DATA RECORDS:

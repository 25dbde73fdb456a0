use std::path::{Path, PathBuf};

use anyhow::{bail, Result};
use tracing::warn;
use walkdir::WalkDir;

use sweep_common::config::ScanConfig;
use sweep_extract_pdf::has_pdf_suffix;

/// A PDF selected for extraction.
#[derive(Debug, Clone, PartialEq, Eq)]
pub struct PdfEntry {
    /// Bare file name, as written into the output markers.
    pub name: String,
    pub path: PathBuf,
}

/// Fail unless `dir` exists and is a directory.
pub fn ensure_input_dir(dir: &Path) -> Result<()> {
    if !dir.is_dir() {
        bail!("Directory not found: {}", dir.display());
    }
    Ok(())
}

/// List the PDFs directly inside `dir` (no recursion).
///
/// Order is whatever the filesystem returns unless `scan.sort` is set, in
/// which case entries come back sorted by file name.
pub fn find_pdfs(dir: &Path, scan: &ScanConfig) -> Result<Vec<PdfEntry>> {
    ensure_input_dir(dir)?;

    let mut walker = WalkDir::new(dir).min_depth(1).max_depth(1).follow_links(true);
    if scan.sort {
        walker = walker.sort_by_file_name();
    }

    let mut entries = Vec::new();
    for entry in walker {
        let entry = match entry {
            Ok(e) => e,
            Err(e) => { warn!("walk error: {e}"); continue; }
        };
        if !entry.file_type().is_file() {
            continue;
        }
        let Some(name) = entry.file_name().to_str() else {
            warn!("skipping non-UTF-8 file name: {}", entry.path().display());
            continue;
        };
        if !has_pdf_suffix(name, scan.ignore_case) {
            continue;
        }
        entries.push(PdfEntry {
            name: name.to_string(),
            path: entry.path().to_path_buf(),
        });
    }
    Ok(entries)
}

WHAT THE EXERCISE ASKS: From the entries above, return each line with the word "unless" in it.

ANSWER SECTION:
/// Fail unless `dir` exists and is a directory.
/// Order is whatever the filesystem returns unless `scan.sort` is set, in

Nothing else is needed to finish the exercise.